Start of Source information
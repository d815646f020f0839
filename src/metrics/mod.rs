pub mod bleu;
pub mod distance;
pub mod normalize;
pub mod rouge;

use serde::{Deserialize, Serialize};

pub use bleu::{bleu_simple, bleu_tokens};
pub use distance::{cer, edit_distance, error_rate, wer};
pub use normalize::{normalize_opt, normalize_text, NormalizedText};
pub use rouge::{lcs_len, rouge_l, rouge_l_tokens};

/// The four scores recorded for one (image, engine) pair.
#[derive(Debug, Clone, Copy, PartialEq, Default, Serialize, Deserialize)]
pub struct MetricScores {
    pub wer: f64,
    pub cer: f64,
    pub bleu: f64,
    pub rouge_l: f64,
}

impl MetricScores {
    /// Each sequence is split once and shared by the word-level metrics.
    pub fn compute(reference: &NormalizedText, hypothesis: &NormalizedText) -> Self {
        let (r_tokens, h_tokens) = (reference.tokens(), hypothesis.tokens());
        Self {
            wer: error_rate(&r_tokens, &h_tokens),
            cer: error_rate(&reference.chars(), &hypothesis.chars()),
            bleu: bleu_tokens(&r_tokens, &h_tokens),
            rouge_l: rouge_l_tokens(&r_tokens, &h_tokens),
        }
    }

    pub fn summary_line(&self) -> String {
        format!(
            "WER={:.3} CER={:.3} BLEU={:.3} ROUGE_L={:.3}",
            self.wer, self.cer, self.bleu, self.rouge_l
        )
    }
}
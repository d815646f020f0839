use thiserror::Error;

/// Configuration failures that abort a benchmark before any image is read.
#[derive(Debug, Error, PartialEq, Eq)]
pub enum BenchError {
    #[error("unknown OCR engine '{key}' (known engines: {known})")]
    UnknownEngine { key: String, known: String },

    #[error("no OCR engines configured")]
    NoEngines,
}

impl BenchError {
    pub fn unknown_engine<S: AsRef<str>>(key: &str, known: &[S]) -> Self {
        BenchError::UnknownEngine {
            key: key.to_string(),
            known: known.iter().map(|k| k.as_ref()).collect::<Vec<_>>().join(", "),
        }
    }
}
/// Levenshtein distance with unit insert/delete/substitute costs.
///
/// Only two rows of the `(|a|+1) x (|b|+1)` table are kept alive; the
/// recurrence is the classic one.
pub fn edit_distance<T: PartialEq>(a: &[T], b: &[T]) -> usize {
    let mut prev: Vec<usize> = (0..=b.len()).collect();
    let mut curr = vec![0; b.len() + 1];

    for i in 1..=a.len() {
        curr[0] = i;
        for j in 1..=b.len() {
            let cost = if a[i - 1] == b[j - 1] { 0 } else { 1 };
            curr[j] = (prev[j] + 1).min(curr[j - 1] + 1).min(prev[j - 1] + cost);
        }
        std::mem::swap(&mut prev, &mut curr);
    }

    prev[b.len()]
}

/// Edit distance over the reference length. An empty reference scores 0.0
/// against an empty hypothesis and 1.0 against anything else.
pub fn error_rate<T: PartialEq>(reference: &[T], hypothesis: &[T]) -> f64 {
    if reference.is_empty() {
        return if hypothesis.is_empty() { 0.0 } else { 1.0 };
    }
    edit_distance(reference, hypothesis) as f64 / reference.len() as f64
}

/// Character error rate. Not capped at 1.0.
pub fn cer(reference: &str, hypothesis: &str) -> f64 {
    let r: Vec<char> = reference.chars().collect();
    let h: Vec<char> = hypothesis.chars().collect();
    error_rate(&r, &h)
}

/// Word error rate over whitespace tokens. Not capped at 1.0.
pub fn wer(reference: &str, hypothesis: &str) -> f64 {
    let r: Vec<&str> = reference.split_whitespace().collect();
    let h: Vec<&str> = hypothesis.split_whitespace().collect();
    error_rate(&r, &h)
}
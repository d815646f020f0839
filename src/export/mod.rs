pub mod csv_export;
pub mod json_export;

use anyhow::Result;
use std::path::PathBuf;

use crate::core::model::ResultTable;

pub use csv_export::CsvExporter;
pub use json_export::JsonSummaryExporter;

pub trait Exporter {
    /// Writes the table and returns the path of the written file.
    fn export(&self, table: &ResultTable) -> Result<PathBuf>;
}
use crate::core::errors::BenchError;
use crate::ocr::bridge::{BridgeConfig, BridgeStrategy};
use crate::ocr::engines::EngineKind;
use crate::ocr::OcrStrategy;

/// Lookup table from engine key to strategy, in registration order.
#[derive(Default)]
pub struct StrategyRegistry {
    strategies: Vec<Box<dyn OcrStrategy>>,
}

impl StrategyRegistry {
    pub fn new() -> Self {
        Self::default()
    }

    /// One bridge-backed strategy per requested engine key. Nothing is
    /// spawned here; workers start on first use.
    pub fn for_engines(keys: &[String], config: &BridgeConfig) -> Result<Self, BenchError> {
        let mut registry = Self::new();
        for key in keys {
            let kind: EngineKind = key.parse()?;
            registry.register(Box::new(BridgeStrategy::new(kind, config.clone())));
        }
        Ok(registry)
    }

    /// Registers a strategy, replacing any previous one with the same key.
    pub fn register(&mut self, strategy: Box<dyn OcrStrategy>) {
        match self.strategies.iter().position(|s| s.key() == strategy.key()) {
            Some(idx) => self.strategies[idx] = strategy,
            None => self.strategies.push(strategy),
        }
    }

    pub fn keys(&self) -> Vec<String> {
        self.strategies.iter().map(|s| s.key().to_string()).collect()
    }

    pub fn contains(&self, key: &str) -> bool {
        self.strategies.iter().any(|s| s.key() == key)
    }

    /// Checks every requested key up front so that a typo never leaves a
    /// half-finished run behind.
    ///
    /// An empty key list is a configuration error (`BenchError::NoEngines`),
    /// not an empty run: no report is written for it.
    pub fn resolve(&self, keys: &[String]) -> Result<(), BenchError> {
        if keys.is_empty() {
            return Err(BenchError::NoEngines);
        }
        match keys.iter().find(|key| !self.contains(key)) {
            Some(key) => Err(BenchError::unknown_engine(key, &self.keys())),
            None => Ok(()),
        }
    }

    pub fn get_mut(&mut self, key: &str) -> Option<&mut dyn OcrStrategy> {
        for strategy in self.strategies.iter_mut() {
            if strategy.key() == key {
                return Some(&mut **strategy);
            }
        }
        None
    }

    /// Number of strategies currently holding model state.
    pub fn loaded_count(&self) -> usize {
        self.strategies.iter().filter(|s| s.is_loaded()).count()
    }
}
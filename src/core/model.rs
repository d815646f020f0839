use serde::{Deserialize, Serialize};

use crate::metrics::MetricScores;

/// One scored (image, engine) pair.
#[derive(Debug, Clone, PartialEq, Serialize, Deserialize)]
pub struct EvaluationRow {
    pub image: String,
    pub engine: String,
    pub gt: String,
    pub ocr_raw: String,
    pub wer: f64,
    pub cer: f64,
    pub bleu: f64,
    pub rouge_l: f64,
    #[serde(skip)]
    pub failure: Option<String>,
}

impl EvaluationRow {
    pub fn new(
        image: impl Into<String>,
        engine: impl Into<String>,
        gt: impl Into<String>,
        ocr_raw: impl Into<String>,
        scores: MetricScores,
    ) -> Self {
        Self {
            image: image.into(),
            engine: engine.into(),
            gt: gt.into(),
            ocr_raw: ocr_raw.into(),
            wer: scores.wer,
            cer: scores.cer,
            bleu: scores.bleu,
            rouge_l: scores.rouge_l,
            failure: None,
        }
    }

    pub fn with_failure(mut self, reason: impl Into<String>) -> Self {
        self.failure = Some(reason.into());
        self
    }

    pub fn scores(&self) -> MetricScores {
        MetricScores {
            wer: self.wer,
            cer: self.cer,
            bleu: self.bleu,
            rouge_l: self.rouge_l,
        }
    }
}

/// Rows in engine-outer, image-inner order. Append-only.
#[derive(Debug, Clone, Default, PartialEq, Serialize, Deserialize)]
pub struct ResultTable {
    rows: Vec<EvaluationRow>,
}

impl ResultTable {
    pub fn new() -> Self {
        Self::default()
    }

    pub fn push(&mut self, row: EvaluationRow) {
        self.rows.push(row);
    }

    pub fn rows(&self) -> &[EvaluationRow] {
        &self.rows
    }

    pub fn len(&self) -> usize {
        self.rows.len()
    }

    pub fn is_empty(&self) -> bool {
        self.rows.is_empty()
    }

    /// Per-engine means, in the order engines first appear in the table.
    pub fn summarize(&self) -> Vec<EngineSummary> {
        let mut summaries: Vec<EngineSummary> = Vec::new();
        for row in &self.rows {
            let idx = match summaries.iter().position(|s| s.engine == row.engine) {
                Some(idx) => idx,
                None => {
                    summaries.push(EngineSummary::empty(&row.engine));
                    summaries.len() - 1
                }
            };
            summaries[idx].accumulate(row);
        }
        for summary in &mut summaries {
            summary.finish();
        }
        summaries
    }
}

#[derive(Debug, Clone, PartialEq, Serialize, Deserialize)]
pub struct EngineSummary {
    pub engine: String,
    pub pairs: usize,
    pub failures: usize,
    pub mean_wer: f64,
    pub mean_cer: f64,
    pub mean_bleu: f64,
    pub mean_rouge_l: f64,
}

impl EngineSummary {
    fn empty(engine: &str) -> Self {
        Self {
            engine: engine.to_string(),
            pairs: 0,
            failures: 0,
            mean_wer: 0.0,
            mean_cer: 0.0,
            mean_bleu: 0.0,
            mean_rouge_l: 0.0,
        }
    }

    fn accumulate(&mut self, row: &EvaluationRow) {
        self.pairs += 1;
        if row.failure.is_some() {
            self.failures += 1;
        }
        self.mean_wer += row.wer;
        self.mean_cer += row.cer;
        self.mean_bleu += row.bleu;
        self.mean_rouge_l += row.rouge_l;
    }

    fn finish(&mut self) {
        if self.pairs == 0 {
            return;
        }
        let n = self.pairs as f64;
        self.mean_wer /= n;
        self.mean_cer /= n;
        self.mean_bleu /= n;
        self.mean_rouge_l /= n;
    }
}
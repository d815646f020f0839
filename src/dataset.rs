use anyhow::{Context, Result};
use std::fs;
use std::path::{Path, PathBuf};

pub const IMAGE_EXTENSIONS: [&str; 3] = ["png", "jpg", "jpeg"];
pub const GROUND_TRUTH_EXTENSION: &str = "txt";

#[derive(Debug, Clone, PartialEq, Eq)]
pub struct ImageEntry {
    pub path: PathBuf,
    /// File name including extension, e.g. `receipt_01.png`.
    pub name: String,
    /// File name without extension, used to pair ground truth and outputs.
    pub stem: String,
}

pub fn is_image(path: &Path) -> bool {
    path.extension()
        .and_then(|ext| ext.to_str())
        .map(|ext| {
            IMAGE_EXTENSIONS
                .iter()
                .any(|known| ext.eq_ignore_ascii_case(known))
        })
        .unwrap_or(false)
}

/// Image files directly inside `dir`, sorted by file name.
pub fn list_images(dir: &Path) -> Result<Vec<ImageEntry>> {
    let entries = fs::read_dir(dir)
        .with_context(|| format!("failed to read image directory {}", dir.display()))?;

    let mut images = Vec::new();
    for entry in entries {
        let entry = entry?;
        let path = entry.path();
        if !path.is_file() || !is_image(&path) {
            continue;
        }
        let (Some(name), Some(stem)) = (
            path.file_name().and_then(|n| n.to_str()),
            path.file_stem().and_then(|s| s.to_str()),
        ) else {
            log::warn!("Skipping non UTF-8 file name: {}", path.display());
            continue;
        };
        images.push(ImageEntry {
            name: name.to_string(),
            stem: stem.to_string(),
            path,
        });
    }

    images.sort_by(|a, b| a.name.cmp(&b.name));
    Ok(images)
}

pub fn ground_truth_path(gt_dir: &Path, image: &ImageEntry) -> PathBuf {
    gt_dir.join(format!("{}.{}", image.stem, GROUND_TRUTH_EXTENSION))
}

/// Reads a ground-truth file with trailing whitespace removed.
pub fn read_ground_truth(path: &Path) -> Result<String> {
    let raw = fs::read_to_string(path)
        .with_context(|| format!("failed to read ground truth {}", path.display()))?;
    Ok(raw.trim_end().to_string())
}

pub fn raw_output_path(results_dir: &Path, image: &ImageEntry, engine: &str) -> PathBuf {
    results_dir.join(format!("{}__{}.txt", image.stem, engine))
}
use std::fmt;
use std::str::FromStr;

use crate::core::errors::BenchError;

/// The OCR engines the benchmark knows how to drive.
#[derive(Debug, Clone, Copy, PartialEq, Eq, Hash)]
pub enum EngineKind {
    EasyOcr,
    Doctr,
    Donut,
    Smol,
}

const DONUT_MODEL: &str = "naver-clova-ix/donut-base-finetuned-cord-v2";
const SMOL_MODEL: &str = "ds4sd/SmolDocling-256M-preview";

impl EngineKind {
    pub const ALL: [EngineKind; 4] = [
        EngineKind::EasyOcr,
        EngineKind::Doctr,
        EngineKind::Donut,
        EngineKind::Smol,
    ];

    pub fn key(&self) -> &'static str {
        match self {
            EngineKind::EasyOcr => "easyocr",
            EngineKind::Doctr => "doctr",
            EngineKind::Donut => "donut",
            EngineKind::Smol => "smol",
        }
    }

    pub fn default_keys() -> Vec<String> {
        Self::ALL.iter().map(|kind| kind.key().to_string()).collect()
    }

    /// Engine-specific arguments for the bridge worker.
    pub fn bridge_args(&self) -> Vec<String> {
        let args: &[&str] = match self {
            EngineKind::EasyOcr => &["--lang", "en"],
            EngineKind::Doctr => &[],
            EngineKind::Donut => &["--model", DONUT_MODEL, "--max-length", "1024"],
            EngineKind::Smol => &["--model", SMOL_MODEL, "--max-new-tokens", "256"],
        };
        args.iter().map(|s| s.to_string()).collect()
    }

    /// Turns a bridge reply into the engine's final text.
    pub fn decode(&self, text: Option<String>, segments: Option<Vec<String>>) -> Option<String> {
        match self {
            // detector output arrives as separate boxes
            EngineKind::EasyOcr => segments
                .map(|parts| parts.join(" "))
                .or(text),
            EngineKind::Doctr => text
                .or_else(|| segments.map(|parts| parts.join(" ")))
                .map(|t| t.split_whitespace().collect::<Vec<_>>().join(" ")),
            EngineKind::Donut | EngineKind::Smol => text,
        }
    }
}

impl fmt::Display for EngineKind {
    fn fmt(&self, f: &mut fmt::Formatter<'_>) -> fmt::Result {
        f.write_str(self.key())
    }
}

impl FromStr for EngineKind {
    type Err = BenchError;

    fn from_str(s: &str) -> Result<Self, Self::Err> {
        EngineKind::ALL
            .iter()
            .copied()
            .find(|kind| kind.key() == s)
            .ok_or_else(|| BenchError::unknown_engine(s, &EngineKind::default_keys()))
    }
}
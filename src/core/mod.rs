pub mod errors;
pub mod model;

pub use errors::BenchError;
pub use model::{EngineSummary, EvaluationRow, ResultTable};
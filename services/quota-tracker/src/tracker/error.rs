use thiserror::Error;

use crate::storage::StorageError;

#[derive(Debug, Error)]
pub enum QuotaError {
    #[error("usage storage unavailable: {0}")]
    StorageUnavailable(#[from] StorageError),
}
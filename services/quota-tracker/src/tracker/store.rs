use std::sync::Arc;

use tokio::sync::Mutex;
use tracing::{debug, info, warn};

use crate::clock::{period_key, Clock};
use crate::storage::{KeyValueStore, StorageError};

use super::error::QuotaError;
use super::record::{RecordPayload, UsageRecord};

/// Owns the single persisted `UsageRecord` under one storage key.
///
/// Every read-modify-write runs under `write_lock`, so concurrent callers in
/// the same process never lose increments.
pub struct QuotaStore {
    kv: Arc<dyn KeyValueStore>,
    clock: Arc<dyn Clock>,
    key: String,
    write_lock: Mutex<()>,
}

impl QuotaStore {
    pub fn new(kv: Arc<dyn KeyValueStore>, clock: Arc<dyn Clock>, key: impl Into<String>) -> Self {
        Self {
            kv,
            clock,
            key: key.into(),
            write_lock: Mutex::new(()),
        }
    }

    pub fn key(&self) -> &str {
        &self.key
    }

    pub fn current_period(&self) -> String {
        period_key(&self.clock.now())
    }

    /// Reads the record, resetting it first when it is missing, corrupt, or
    /// belongs to an earlier period.
    pub async fn load(&self) -> Result<UsageRecord, QuotaError> {
        let _guard = self.write_lock.lock().await;
        self.load_locked().await
    }

    pub async fn save(&self, record: &UsageRecord) -> Result<(), QuotaError> {
        let _guard = self.write_lock.lock().await;
        self.save_locked(record).await
    }

    /// Loads (rolling over if needed), applies `mutate`, and saves, all under
    /// the store lock. Returns the record as saved.
    pub async fn update<F>(&self, mutate: F) -> Result<UsageRecord, QuotaError>
    where
        F: FnOnce(&mut UsageRecord),
    {
        let _guard = self.write_lock.lock().await;
        let mut record = self.load_locked().await?;
        mutate(&mut record);
        self.save_locked(&record).await?;
        Ok(record)
    }

    /// Unconditionally overwrites the record with a fresh one for the current
    /// period.
    pub async fn reset(&self) -> Result<UsageRecord, QuotaError> {
        let _guard = self.write_lock.lock().await;
        let fresh = UsageRecord::fresh(self.current_period());
        self.save_locked(&fresh).await?;
        info!(key = %self.key, period = %fresh.period, "usage record reset");
        Ok(fresh)
    }

    async fn load_locked(&self) -> Result<UsageRecord, QuotaError> {
        let current = self.current_period();
        let stored = self.kv.get(&self.key).await?;

        let record = match stored.as_deref().map(UsageRecord::decode) {
            Some(RecordPayload::Valid(record)) if record.period == current => return Ok(record),
            Some(RecordPayload::Valid(stale)) => {
                info!(
                    key = %self.key,
                    stale_period = %stale.period,
                    stale_count = stale.count,
                    period = %current,
                    "usage period rolled over"
                );
                UsageRecord::fresh(current)
            }
            Some(RecordPayload::Corrupt(reason)) => {
                warn!(key = %self.key, reason = %reason, "discarding corrupt usage record");
                UsageRecord::fresh(current)
            }
            None => {
                debug!(key = %self.key, period = %current, "initializing usage record");
                UsageRecord::fresh(current)
            }
        };

        self.save_locked(&record).await?;
        Ok(record)
    }

    async fn save_locked(&self, record: &UsageRecord) -> Result<(), QuotaError> {
        let encoded = record.encode().map_err(StorageError::from)?;
        self.kv.set(&self.key, &encoded).await?;
        Ok(())
    }
}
End of Source information
__Aim of the exercise__:
Tally every line in these entries where the string "stale" occurs. The tally alone is the answer.

__Task solution__:
3